→ TASK REQUIREMENTS: Filter the entries for the word "SystemClock". Copy each line in which it occurs.

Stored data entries
★ ★ ★

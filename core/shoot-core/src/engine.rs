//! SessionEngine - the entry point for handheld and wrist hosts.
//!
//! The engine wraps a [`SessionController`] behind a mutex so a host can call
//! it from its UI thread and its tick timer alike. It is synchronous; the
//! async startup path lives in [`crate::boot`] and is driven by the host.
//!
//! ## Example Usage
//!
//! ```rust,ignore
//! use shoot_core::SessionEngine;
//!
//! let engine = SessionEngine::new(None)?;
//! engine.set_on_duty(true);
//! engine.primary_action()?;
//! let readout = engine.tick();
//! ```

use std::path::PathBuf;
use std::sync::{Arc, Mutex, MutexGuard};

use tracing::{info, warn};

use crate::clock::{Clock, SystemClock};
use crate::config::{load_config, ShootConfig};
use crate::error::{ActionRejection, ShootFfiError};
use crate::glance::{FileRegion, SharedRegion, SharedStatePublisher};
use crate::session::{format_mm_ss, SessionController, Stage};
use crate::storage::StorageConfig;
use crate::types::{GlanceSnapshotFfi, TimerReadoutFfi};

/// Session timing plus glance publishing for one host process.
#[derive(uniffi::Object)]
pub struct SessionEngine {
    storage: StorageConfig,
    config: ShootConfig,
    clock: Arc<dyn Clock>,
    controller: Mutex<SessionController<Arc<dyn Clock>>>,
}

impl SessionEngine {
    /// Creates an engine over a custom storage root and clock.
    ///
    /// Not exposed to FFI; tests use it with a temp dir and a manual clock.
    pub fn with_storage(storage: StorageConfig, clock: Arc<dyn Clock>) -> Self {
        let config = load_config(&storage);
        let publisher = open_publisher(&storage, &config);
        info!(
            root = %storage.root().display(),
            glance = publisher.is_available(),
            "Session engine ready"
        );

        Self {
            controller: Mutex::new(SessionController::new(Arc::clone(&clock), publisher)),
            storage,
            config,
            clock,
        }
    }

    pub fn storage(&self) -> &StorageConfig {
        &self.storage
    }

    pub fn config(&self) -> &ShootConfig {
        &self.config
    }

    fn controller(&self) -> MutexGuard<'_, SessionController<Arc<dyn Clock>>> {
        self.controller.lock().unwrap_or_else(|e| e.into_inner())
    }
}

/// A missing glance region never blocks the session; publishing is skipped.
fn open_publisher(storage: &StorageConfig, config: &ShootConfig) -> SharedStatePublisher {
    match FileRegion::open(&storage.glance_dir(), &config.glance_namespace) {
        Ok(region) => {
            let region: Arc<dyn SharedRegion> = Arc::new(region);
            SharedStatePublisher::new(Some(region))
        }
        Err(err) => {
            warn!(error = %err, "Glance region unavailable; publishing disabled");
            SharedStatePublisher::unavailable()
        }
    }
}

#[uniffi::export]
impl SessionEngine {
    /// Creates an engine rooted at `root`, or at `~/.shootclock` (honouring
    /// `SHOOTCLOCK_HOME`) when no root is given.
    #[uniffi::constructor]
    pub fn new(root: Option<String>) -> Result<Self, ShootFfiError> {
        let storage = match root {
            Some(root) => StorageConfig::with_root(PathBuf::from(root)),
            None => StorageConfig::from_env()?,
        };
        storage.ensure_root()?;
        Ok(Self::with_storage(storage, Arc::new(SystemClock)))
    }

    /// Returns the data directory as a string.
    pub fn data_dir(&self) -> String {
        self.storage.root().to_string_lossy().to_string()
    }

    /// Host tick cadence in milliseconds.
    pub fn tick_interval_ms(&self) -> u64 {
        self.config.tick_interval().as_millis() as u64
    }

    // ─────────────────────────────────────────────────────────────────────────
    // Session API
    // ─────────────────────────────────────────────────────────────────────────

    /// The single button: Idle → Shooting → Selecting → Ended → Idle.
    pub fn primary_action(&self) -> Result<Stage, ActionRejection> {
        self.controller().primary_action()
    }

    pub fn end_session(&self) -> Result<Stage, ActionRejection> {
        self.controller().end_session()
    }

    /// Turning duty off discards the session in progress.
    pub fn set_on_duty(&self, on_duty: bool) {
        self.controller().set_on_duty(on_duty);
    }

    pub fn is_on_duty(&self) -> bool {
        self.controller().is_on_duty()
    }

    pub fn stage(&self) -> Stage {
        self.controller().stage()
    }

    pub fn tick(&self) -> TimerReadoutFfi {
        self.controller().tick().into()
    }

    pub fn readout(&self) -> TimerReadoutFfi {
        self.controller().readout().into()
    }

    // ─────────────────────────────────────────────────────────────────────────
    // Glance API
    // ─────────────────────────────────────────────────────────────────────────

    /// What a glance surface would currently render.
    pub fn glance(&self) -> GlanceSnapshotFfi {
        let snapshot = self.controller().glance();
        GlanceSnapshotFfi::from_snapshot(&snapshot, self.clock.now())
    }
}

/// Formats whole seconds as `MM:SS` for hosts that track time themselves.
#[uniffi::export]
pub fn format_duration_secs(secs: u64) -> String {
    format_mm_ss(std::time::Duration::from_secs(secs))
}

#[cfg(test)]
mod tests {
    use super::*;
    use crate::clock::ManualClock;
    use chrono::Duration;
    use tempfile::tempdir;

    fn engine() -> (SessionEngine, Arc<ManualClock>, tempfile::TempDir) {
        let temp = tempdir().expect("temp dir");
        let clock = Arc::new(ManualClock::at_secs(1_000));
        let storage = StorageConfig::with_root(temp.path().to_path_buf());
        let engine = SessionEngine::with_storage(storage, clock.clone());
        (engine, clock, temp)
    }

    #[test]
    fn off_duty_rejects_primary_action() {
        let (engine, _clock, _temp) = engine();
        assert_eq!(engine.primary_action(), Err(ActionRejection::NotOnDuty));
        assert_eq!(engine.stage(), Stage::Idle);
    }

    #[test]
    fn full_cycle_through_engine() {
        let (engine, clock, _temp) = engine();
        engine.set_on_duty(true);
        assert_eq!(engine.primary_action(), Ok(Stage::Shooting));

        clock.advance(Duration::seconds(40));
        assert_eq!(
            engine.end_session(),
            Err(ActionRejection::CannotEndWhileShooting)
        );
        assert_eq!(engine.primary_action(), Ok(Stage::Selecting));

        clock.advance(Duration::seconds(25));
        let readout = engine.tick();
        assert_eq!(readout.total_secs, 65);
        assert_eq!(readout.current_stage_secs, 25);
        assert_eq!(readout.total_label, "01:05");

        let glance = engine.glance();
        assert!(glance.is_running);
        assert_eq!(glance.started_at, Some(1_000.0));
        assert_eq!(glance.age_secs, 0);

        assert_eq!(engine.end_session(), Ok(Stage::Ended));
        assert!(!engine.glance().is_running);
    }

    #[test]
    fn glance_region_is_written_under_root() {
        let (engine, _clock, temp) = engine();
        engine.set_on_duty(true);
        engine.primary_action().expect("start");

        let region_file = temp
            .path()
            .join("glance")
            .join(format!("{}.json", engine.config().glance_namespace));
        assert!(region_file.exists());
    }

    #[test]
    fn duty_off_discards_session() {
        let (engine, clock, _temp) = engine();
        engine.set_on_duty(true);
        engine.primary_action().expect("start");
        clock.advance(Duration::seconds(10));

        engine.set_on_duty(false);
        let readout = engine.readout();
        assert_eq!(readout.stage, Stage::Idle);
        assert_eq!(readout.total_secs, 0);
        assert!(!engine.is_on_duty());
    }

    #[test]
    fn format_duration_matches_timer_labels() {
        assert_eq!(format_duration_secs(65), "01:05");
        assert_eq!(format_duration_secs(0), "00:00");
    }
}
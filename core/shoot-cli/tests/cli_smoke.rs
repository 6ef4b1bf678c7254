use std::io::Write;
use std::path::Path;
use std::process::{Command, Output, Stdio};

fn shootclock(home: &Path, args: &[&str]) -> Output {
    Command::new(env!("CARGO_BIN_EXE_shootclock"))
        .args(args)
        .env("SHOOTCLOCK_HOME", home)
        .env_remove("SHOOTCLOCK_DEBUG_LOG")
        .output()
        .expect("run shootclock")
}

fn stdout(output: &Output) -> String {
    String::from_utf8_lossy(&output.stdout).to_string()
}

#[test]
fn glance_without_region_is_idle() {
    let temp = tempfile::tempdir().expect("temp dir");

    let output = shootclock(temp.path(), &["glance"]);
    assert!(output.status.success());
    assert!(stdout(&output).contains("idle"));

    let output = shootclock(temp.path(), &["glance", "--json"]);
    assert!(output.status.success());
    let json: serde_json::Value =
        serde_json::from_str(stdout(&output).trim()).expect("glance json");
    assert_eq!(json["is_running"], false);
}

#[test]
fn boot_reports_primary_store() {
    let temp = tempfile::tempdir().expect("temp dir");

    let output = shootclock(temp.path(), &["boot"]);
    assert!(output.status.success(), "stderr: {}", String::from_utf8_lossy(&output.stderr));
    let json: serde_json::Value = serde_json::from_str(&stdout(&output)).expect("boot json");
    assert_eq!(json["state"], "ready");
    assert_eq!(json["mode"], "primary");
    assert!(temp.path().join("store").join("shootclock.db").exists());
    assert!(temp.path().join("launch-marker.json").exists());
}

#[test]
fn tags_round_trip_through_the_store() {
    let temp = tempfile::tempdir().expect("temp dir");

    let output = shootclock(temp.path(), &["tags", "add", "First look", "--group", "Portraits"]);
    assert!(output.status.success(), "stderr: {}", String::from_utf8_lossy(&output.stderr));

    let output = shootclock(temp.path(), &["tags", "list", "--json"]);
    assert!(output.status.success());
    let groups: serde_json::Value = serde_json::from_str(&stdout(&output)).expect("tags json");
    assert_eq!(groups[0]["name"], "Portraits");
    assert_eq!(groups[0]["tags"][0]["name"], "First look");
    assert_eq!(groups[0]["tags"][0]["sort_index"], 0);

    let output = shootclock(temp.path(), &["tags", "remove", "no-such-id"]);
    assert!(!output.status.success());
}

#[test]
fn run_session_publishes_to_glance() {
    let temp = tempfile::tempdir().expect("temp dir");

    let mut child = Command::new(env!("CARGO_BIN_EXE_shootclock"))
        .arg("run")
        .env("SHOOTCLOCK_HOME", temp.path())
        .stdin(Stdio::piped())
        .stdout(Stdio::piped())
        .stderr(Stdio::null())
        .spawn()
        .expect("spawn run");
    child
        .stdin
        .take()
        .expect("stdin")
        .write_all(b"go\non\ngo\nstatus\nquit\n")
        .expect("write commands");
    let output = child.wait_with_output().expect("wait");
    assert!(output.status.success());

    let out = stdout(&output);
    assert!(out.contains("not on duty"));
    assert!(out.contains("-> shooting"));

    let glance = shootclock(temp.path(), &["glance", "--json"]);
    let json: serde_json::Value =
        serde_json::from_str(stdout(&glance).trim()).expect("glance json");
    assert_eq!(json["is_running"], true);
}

★ ★ ★

→ RESPONSE TO THIS TASK:
use crate::clock::{Clock, SystemClock};
        Ok(Self::with_storage(storage, Arc::new(SystemClock)))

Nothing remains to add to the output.